# [Description of the task]
Locate all lines in the data below that hold "JqPlotFunctionHook" and show them.

• • •

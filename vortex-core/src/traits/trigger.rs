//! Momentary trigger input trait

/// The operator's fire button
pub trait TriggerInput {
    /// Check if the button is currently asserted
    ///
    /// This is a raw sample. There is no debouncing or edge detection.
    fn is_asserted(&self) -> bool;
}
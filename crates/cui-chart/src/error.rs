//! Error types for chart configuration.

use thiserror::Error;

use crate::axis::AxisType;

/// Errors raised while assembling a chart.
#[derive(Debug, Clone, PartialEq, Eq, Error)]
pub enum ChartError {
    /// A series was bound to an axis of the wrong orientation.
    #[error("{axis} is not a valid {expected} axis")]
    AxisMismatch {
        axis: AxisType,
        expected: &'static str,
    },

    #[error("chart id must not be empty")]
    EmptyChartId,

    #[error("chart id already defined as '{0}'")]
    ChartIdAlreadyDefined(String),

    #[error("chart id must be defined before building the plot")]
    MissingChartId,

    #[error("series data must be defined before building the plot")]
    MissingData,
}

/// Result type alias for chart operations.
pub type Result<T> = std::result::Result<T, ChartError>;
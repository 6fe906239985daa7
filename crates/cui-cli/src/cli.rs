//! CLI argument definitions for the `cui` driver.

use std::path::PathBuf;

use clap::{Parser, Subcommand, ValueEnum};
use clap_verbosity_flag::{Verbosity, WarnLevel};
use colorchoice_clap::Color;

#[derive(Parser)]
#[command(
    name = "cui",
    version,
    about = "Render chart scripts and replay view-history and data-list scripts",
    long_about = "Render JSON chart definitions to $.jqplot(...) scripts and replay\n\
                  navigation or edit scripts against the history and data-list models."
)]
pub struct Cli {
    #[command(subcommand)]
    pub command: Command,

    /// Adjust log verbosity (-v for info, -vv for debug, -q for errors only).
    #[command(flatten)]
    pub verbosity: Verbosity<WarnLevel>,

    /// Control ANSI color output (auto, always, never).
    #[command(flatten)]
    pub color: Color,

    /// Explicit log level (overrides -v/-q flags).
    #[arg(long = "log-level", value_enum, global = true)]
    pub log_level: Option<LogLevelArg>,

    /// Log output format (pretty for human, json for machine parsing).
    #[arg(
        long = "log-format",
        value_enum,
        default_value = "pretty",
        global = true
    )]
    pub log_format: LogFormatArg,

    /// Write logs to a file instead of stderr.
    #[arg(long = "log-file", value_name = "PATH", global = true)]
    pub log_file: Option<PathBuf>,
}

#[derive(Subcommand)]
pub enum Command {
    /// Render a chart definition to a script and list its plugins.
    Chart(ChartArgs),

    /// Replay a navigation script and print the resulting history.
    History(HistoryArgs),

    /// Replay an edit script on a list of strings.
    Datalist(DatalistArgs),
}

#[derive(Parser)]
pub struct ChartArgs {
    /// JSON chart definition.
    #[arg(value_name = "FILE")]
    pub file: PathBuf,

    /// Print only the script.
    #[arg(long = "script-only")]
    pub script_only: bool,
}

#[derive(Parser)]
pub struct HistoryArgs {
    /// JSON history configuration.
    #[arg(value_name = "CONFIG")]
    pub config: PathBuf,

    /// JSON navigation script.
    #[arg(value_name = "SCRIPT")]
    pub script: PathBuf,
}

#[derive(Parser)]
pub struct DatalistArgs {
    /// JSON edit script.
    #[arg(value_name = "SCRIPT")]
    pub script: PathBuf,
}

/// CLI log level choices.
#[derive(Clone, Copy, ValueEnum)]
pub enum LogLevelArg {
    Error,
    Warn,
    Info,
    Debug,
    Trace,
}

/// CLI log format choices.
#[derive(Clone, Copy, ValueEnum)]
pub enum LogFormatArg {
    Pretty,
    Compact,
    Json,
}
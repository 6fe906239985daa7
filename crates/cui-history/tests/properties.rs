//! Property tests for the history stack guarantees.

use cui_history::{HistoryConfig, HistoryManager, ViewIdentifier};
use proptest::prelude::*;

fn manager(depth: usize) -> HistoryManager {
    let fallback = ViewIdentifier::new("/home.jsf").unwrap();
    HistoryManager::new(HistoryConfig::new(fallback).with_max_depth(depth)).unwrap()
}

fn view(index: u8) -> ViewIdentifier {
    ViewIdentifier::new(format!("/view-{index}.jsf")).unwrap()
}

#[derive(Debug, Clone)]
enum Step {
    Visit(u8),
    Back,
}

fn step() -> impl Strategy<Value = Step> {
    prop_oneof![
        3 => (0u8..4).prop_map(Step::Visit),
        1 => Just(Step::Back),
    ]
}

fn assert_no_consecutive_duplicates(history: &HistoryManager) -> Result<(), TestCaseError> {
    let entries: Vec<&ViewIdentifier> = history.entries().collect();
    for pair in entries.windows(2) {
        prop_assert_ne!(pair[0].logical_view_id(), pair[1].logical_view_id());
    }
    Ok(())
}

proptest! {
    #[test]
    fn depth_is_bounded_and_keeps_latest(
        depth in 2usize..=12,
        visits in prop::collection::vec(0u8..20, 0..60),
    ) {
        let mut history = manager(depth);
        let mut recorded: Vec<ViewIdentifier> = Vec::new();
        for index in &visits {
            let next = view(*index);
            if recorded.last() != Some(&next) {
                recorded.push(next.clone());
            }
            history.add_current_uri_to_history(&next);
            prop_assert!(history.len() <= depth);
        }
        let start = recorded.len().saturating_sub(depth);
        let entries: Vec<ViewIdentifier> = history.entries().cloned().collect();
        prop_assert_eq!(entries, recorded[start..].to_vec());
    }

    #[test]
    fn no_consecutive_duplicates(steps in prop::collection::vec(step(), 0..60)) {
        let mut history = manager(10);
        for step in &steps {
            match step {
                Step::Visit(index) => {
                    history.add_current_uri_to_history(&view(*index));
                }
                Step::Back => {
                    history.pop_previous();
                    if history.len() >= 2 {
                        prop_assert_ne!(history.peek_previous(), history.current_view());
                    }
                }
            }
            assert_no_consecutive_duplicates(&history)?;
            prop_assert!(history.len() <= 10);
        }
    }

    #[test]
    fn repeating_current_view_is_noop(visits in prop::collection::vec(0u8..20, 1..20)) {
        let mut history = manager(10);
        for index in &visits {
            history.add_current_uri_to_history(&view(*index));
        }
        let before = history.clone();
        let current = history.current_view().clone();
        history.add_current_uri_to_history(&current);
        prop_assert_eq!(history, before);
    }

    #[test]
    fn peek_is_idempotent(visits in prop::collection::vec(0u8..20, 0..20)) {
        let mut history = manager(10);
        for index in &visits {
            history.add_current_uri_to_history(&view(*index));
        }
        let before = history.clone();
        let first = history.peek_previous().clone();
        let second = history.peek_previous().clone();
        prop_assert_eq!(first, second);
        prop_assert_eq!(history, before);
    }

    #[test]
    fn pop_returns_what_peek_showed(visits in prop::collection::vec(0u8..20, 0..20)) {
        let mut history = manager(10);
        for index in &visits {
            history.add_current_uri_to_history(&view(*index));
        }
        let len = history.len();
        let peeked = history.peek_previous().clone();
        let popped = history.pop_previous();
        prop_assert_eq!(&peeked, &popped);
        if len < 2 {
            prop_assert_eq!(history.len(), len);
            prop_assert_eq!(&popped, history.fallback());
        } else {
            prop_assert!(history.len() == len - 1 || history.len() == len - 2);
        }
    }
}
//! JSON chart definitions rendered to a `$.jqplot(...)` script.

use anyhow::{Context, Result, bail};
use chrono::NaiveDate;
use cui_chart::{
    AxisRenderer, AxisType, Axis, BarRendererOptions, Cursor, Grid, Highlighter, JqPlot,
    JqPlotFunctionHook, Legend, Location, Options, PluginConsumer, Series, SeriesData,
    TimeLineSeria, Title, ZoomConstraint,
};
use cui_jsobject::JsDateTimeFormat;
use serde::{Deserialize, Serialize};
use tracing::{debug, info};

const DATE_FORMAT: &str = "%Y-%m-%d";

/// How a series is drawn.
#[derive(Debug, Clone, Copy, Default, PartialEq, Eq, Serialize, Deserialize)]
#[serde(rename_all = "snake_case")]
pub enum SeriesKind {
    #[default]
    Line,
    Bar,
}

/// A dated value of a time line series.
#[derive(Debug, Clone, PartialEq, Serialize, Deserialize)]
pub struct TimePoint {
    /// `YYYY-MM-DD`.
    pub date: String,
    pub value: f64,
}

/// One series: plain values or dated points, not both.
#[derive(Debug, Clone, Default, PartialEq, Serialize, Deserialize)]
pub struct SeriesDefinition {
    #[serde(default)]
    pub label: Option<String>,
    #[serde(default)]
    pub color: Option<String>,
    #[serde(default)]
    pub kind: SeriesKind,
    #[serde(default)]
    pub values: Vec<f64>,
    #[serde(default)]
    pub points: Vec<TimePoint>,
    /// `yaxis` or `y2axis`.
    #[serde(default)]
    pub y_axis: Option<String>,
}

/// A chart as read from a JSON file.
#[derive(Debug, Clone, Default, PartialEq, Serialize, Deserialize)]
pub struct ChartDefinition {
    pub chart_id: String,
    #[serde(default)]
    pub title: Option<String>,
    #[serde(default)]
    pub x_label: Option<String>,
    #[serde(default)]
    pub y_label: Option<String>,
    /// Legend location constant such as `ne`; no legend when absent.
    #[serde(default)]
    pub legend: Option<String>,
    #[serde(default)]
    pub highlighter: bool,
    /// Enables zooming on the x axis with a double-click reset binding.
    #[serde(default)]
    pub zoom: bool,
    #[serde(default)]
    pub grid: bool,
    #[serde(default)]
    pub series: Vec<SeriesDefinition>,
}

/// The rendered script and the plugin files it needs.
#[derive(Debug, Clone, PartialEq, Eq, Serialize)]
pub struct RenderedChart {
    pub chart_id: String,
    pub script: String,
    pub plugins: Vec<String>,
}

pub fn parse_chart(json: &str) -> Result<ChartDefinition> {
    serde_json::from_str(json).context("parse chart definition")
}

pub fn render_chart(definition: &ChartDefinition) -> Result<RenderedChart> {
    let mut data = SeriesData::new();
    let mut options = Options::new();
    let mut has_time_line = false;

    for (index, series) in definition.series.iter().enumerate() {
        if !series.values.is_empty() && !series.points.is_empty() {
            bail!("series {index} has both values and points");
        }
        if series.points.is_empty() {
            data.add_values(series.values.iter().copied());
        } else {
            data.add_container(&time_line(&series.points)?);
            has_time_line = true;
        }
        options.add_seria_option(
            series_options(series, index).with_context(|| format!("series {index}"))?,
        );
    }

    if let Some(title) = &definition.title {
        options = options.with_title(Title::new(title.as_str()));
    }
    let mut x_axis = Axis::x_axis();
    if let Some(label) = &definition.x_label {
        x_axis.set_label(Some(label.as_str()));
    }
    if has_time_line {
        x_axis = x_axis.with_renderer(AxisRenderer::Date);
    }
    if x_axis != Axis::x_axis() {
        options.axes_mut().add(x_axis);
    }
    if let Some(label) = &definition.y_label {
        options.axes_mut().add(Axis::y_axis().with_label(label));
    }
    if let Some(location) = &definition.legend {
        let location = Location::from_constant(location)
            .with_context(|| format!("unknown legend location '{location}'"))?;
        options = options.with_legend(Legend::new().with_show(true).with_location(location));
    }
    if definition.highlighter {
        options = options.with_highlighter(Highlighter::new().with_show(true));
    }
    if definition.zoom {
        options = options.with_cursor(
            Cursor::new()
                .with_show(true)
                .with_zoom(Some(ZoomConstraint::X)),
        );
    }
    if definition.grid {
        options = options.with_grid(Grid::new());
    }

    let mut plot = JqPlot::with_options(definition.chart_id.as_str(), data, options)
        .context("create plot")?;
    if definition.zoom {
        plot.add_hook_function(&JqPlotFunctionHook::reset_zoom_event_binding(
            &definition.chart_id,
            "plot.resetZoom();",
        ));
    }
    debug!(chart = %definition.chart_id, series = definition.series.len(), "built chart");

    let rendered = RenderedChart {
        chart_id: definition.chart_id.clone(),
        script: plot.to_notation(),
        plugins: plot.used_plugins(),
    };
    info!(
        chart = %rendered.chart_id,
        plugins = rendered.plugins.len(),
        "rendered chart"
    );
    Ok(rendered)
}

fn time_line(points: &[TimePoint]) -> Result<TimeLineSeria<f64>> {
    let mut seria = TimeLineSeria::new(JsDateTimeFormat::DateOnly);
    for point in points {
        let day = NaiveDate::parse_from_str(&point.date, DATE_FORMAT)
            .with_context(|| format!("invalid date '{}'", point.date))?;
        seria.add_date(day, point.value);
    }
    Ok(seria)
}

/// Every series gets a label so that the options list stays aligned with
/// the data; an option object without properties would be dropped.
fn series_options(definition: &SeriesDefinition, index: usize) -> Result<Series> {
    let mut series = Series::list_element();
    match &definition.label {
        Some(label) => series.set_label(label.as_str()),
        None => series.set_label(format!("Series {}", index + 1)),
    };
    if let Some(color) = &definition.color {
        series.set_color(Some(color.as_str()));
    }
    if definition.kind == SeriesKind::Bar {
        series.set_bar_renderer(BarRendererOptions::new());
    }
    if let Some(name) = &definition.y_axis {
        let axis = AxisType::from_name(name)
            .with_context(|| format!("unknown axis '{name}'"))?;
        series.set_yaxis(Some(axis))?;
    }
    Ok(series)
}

• • •

# [Completed exercise]
    JqPlotFunctionHook, Legend, Location, Options, PluginConsumer, Series, SeriesData,
        plot.add_hook_function(&JqPlotFunctionHook::reset_zoom_event_binding(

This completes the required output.